Smyrna in Flames by Homero Aridjis

ON THE ACKNOWLEDGMENTS page at the end of Homero Aridjis’s recently translated novel, Smyrna in Flames, the author admits:

“Almost a hundred years after the atrocities committed by Kemalist forces against Christians; before the demented pyromania of those who reduced Smyrna, the City of Tolerance, to ashes, along with its inhabitants; before the delirium of destruction that possessed the Turks during those days in September 1922, I still cannot find the words to explain, to myself or to others, the Turkish genocide of Asia Minor.”


Aridjis is not alone in this predicament, even after more than 100 pages of prose, the tragedy of the Greek Genocide (1914–’22) remains inexplicable. Few have been able to fully grasp the murderous scale of the events, paired with modern Turkey’s blanket denial, and the complete indifference of much of the rest of the world. But the facts remain: in the early century, Atatürk’s plan to unify the fractured Ottoman Empire under a modern Turkish regime resulted in the systematic extermination of its indigenous Pontic Greek, Assyrian, and Armenian citizens, whose people had lived in Asia Minor for millennia. What began as the Armenian Genocide in 1915 culminated in the forced deportations and final massacre of Pontic Greeks during the burning of Smyrna in 1922. The Treaty of Lausanne, pieced together a year later by the Western Allies, decided on a “population exchange” amnesty for war crimes and the redrawn borders of the former Ottoman Empire, soon to be modern Turkey. The wording of the treaty is a chilling reminder of the pawns of war:

As from the 1st May, 1923, there shall take place a compulsory exchange of Turkish nationals of the Greek Orthodox religion established in Turkish territory, and of Greek nationals of the Moslem religion established in Greek territory.


These persons shall not return to live in Turkey or Greece respectively without the authorisation of the Turkish Government or of the Greek Government respectively.

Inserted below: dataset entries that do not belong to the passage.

/// Session middleware for Axum
///
/// Reads an optional `Authorization: Bearer <token>` header, validates the
/// session token and stores an [`AuthContext`] in the request extensions.
///
/// Requests without the header pass through untouched: whether a route needs a
/// session is decided by the role gate in [`super::authorization`], so public
/// routes (health, register, login, local storage) share the same stack.
/// A header that is present but malformed, forged, or expired is answered with
/// 401 before the handler runs.
///
/// Handlers read the session with the [`Session`] extractor.
///
/// # Example
///
/// ```no_run
/// use axum::{middleware, routing::get, Router};
/// use phonoplan_shared::auth::middleware::{session_middleware, Session, SessionVerifier};
/// use sqlx::PgPool;
///
/// async fn whoami(Session(session): Session) -> String {
///     session.map(|s| s.email).unwrap_or_default()
/// }
///
/// fn router(pool: PgPool) -> Router {
///     let verifier = SessionVerifier::new(pool, "your-secret-key-at-least-32-bytes-long");
///     Router::new()
///         .route("/whoami", get(whoami))
///         .layer(middleware::from_fn_with_state(verifier, session_middleware))
/// }
/// ```

use std::sync::Arc;

use async_trait::async_trait;
use axum::{
    extract::{FromRequestParts, Request, State},
    http::{header, request::Parts, HeaderMap, StatusCode},
    middleware::Next,
    response::{IntoResponse, Response},
    Json,
};
use serde::{Deserialize, Serialize};
use sqlx::PgPool;
use uuid::Uuid;

use super::jwt::{validate_token, Claims, JwtError};
use crate::models::membership::{Membership, Role};

/// Where a session stands with respect to organizations
#[derive(Debug, Clone, Copy, PartialEq, Eq, Serialize, Deserialize)]
#[serde(tag = "status", rename_all = "lowercase")]
pub enum Tenancy {
    /// The user belongs to no organization yet
    Unassigned,

    /// The user acts in `org_id` with `role`
    #[serde(rename_all = "camelCase")]
    Member { org_id: Uuid, role: Role },
}

/// Authenticated session, added to request extensions
#[derive(Debug, Clone, PartialEq, Eq, Serialize, Deserialize)]
#[serde(rename_all = "camelCase")]
pub struct AuthContext {
    pub user_id: Uuid,
    pub email: String,
    pub tenancy: Tenancy,
}

impl AuthContext {
    /// Builds the context carried by validated claims
    pub fn from_claims(claims: &Claims) -> Self {
        let tenancy = match claims.membership() {
            Some((org_id, role)) => Tenancy::Member { org_id, role },
            None => Tenancy::Unassigned,
        };

        Self {
            user_id: claims.sub,
            email: claims.email.clone(),
            tenancy,
        }
    }

    pub fn org_id(&self) -> Option<Uuid> {
        match self.tenancy {
            Tenancy::Member { org_id, .. } => Some(org_id),
            Tenancy::Unassigned => None,
        }
    }

    pub fn role(&self) -> Option<Role> {
        match self.tenancy {
            Tenancy::Member { role, .. } => Some(role),
            Tenancy::Unassigned => None,
        }
    }
}

/// Error type for the session middleware
#[derive(Debug, thiserror::Error)]
pub enum AuthError {
    /// Authorization header is not `Bearer <token>`
    #[error("Expected Bearer token")]
    InvalidFormat,

    /// Token validation failed
    #[error("Invalid session token: {0}")]
    InvalidToken(#[from] JwtError),

    /// Membership lookup failed
    #[error("Database error: {0}")]
    Database(#[from] sqlx::Error),
}

impl IntoResponse for AuthError {
    fn into_response(self) -> Response {
        match &self {
            AuthError::InvalidFormat | AuthError::InvalidToken(_) => {
                tracing::debug!(error = %self, "Rejected session token");
                (
                    StatusCode::UNAUTHORIZED,
                    Json(serde_json::json!({
                        "error": "Não autorizado.",
                        "code": "unauthorized",
                    })),
                )
                    .into_response()
            }
            AuthError::Database(e) => {
                tracing::error!(error = %e, "Failed to resolve session membership");
                (
                    StatusCode::INTERNAL_SERVER_ERROR,
                    Json(serde_json::json!({
                        "error": "Erro interno do servidor.",
                        "code": "internal_error",
                    })),
                )
                    .into_response()
            }
        }
    }
}

/// Extracts the bearer token, if an Authorization header is present
///
/// Returns `None` without a header and `Some(Err(_))` when the header is not a
/// bearer credential.
pub fn bearer_token(headers: &HeaderMap) -> Option<Result<&str, AuthError>> {
    let value = headers.get(header::AUTHORIZATION)?;

    let token = value
        .to_str()
        .ok()
        .and_then(|v| v.strip_prefix("Bearer "))
        .map(str::trim)
        .filter(|t| !t.is_empty())
        .ok_or(AuthError::InvalidFormat);

    Some(token)
}

/// Validates session tokens and resolves missing memberships
#[derive(Clone)]
pub struct SessionVerifier {
    pool: PgPool,
    secret: Arc<str>,
}

impl SessionVerifier {
    pub fn new(pool: PgPool, secret: &str) -> Self {
        Self {
            pool,
            secret: Arc::from(secret),
        }
    }

    /// Turns a token into a session
    ///
    /// Tokens issued before the user joined an organization carry no
    /// membership; the user's first membership is looked up instead.
    pub async fn verify(&self, token: &str) -> Result<AuthContext, AuthError> {
        let claims = validate_token(token, &self.secret)?;
        let mut context = AuthContext::from_claims(&claims);

        if context.tenancy == Tenancy::Unassigned {
            if let Some(membership) = Membership::first_for_user(&self.pool, claims.sub).await? {
                context.tenancy = Tenancy::Member {
                    org_id: membership.org_id,
                    role: membership.role,
                };
            }
        }

        Ok(context)
    }
}

/// Session middleware
///
/// # Errors
///
/// - 401 if the Authorization header is malformed or the token is invalid/expired
/// - 500 if the membership lookup fails
pub async fn session_middleware(
    State(verifier): State<SessionVerifier>,
    mut req: Request,
    next: Next,
) -> Result<Response, AuthError> {
    if let Some(token) = bearer_token(req.headers()) {
        let context = verifier.verify(token?).await?;
        tracing::debug!(user_id = %context.user_id, org_id = ?context.org_id(), "Session resolved");
        req.extensions_mut().insert(context);
    }

    Ok(next.run(req).await)
}

/// The request's session, if any
///
/// Never rejects; authorization happens in the handler.
#[derive(Debug, Clone)]
pub struct Session(pub Option<AuthContext>);

#[async_trait]
impl<S> FromRequestParts<S> for Session
where
    S: Send + Sync,
{
    type Rejection = std::convert::Infallible;

    async fn from_request_parts(parts: &mut Parts, _state: &S) -> Result<Self, Self::Rejection> {
        Ok(Session(parts.extensions.get::<AuthContext>().cloned()))
    }
}
//! # PhonoPlan Shared Library
//!
//! Types, persistence, and policy logic shared by the PhonoPlan API server.
//!
//! ## Module Organization
//!
//! - `auth`: Password hashing, session tokens, session context, role gate
//! - `config`: Deployment environment shared by the policy components
//! - `db`: Connection pool and migrations
//! - `models`: Database models (organizations, users, students, consents, recordings, plans)
//! - `media`: Allow-listed audio MIME types
//! - `plans`: Activity plan schema and AI plan generation
//! - `rate_limit`: Fixed-window request rate limiter
//! - `redis`: Redis client used by the shared rate-limit backend
//! - `storage`: Signed URL broker (S3 and local development providers)
//! - `validation`: Flattening of `validator` errors into field errors

pub mod auth;
pub mod config;
pub mod db;
pub mod media;
pub mod models;
pub mod plans;
pub mod rate_limit;
pub mod redis;
pub mod storage;
pub mod validation;

/// Current version of the PhonoPlan shared library
pub const VERSION: &str = env!("CARGO_PKG_VERSION");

Time and journalism tend to coat the past in a thin veneer of abstraction. Murders become “casualties,” the rape and evisceration of women become “atrocities” and “war crimes,” and the dates themselves slip into the time capsule of the early century, with all its other wars and upheavals. The Black Sea is often confused with the Red Sea, the Dead Sea, or the Marmara Sea. The Armenian Genocide bleeds (literally) into the Greek Genocide, the great diaspora, and the infamous Treaty of Lausanne. To put it mildly, the history of Greek Asia Minor is drastically misunderstood. The layperson hearing remotely of “The Great Catastrophe of 1922” or “The Great Idea” rarely comprehends the events that led to the former Greek cities of Ionia being swallowed by the Ottoman Empire and eventually modern Turkey.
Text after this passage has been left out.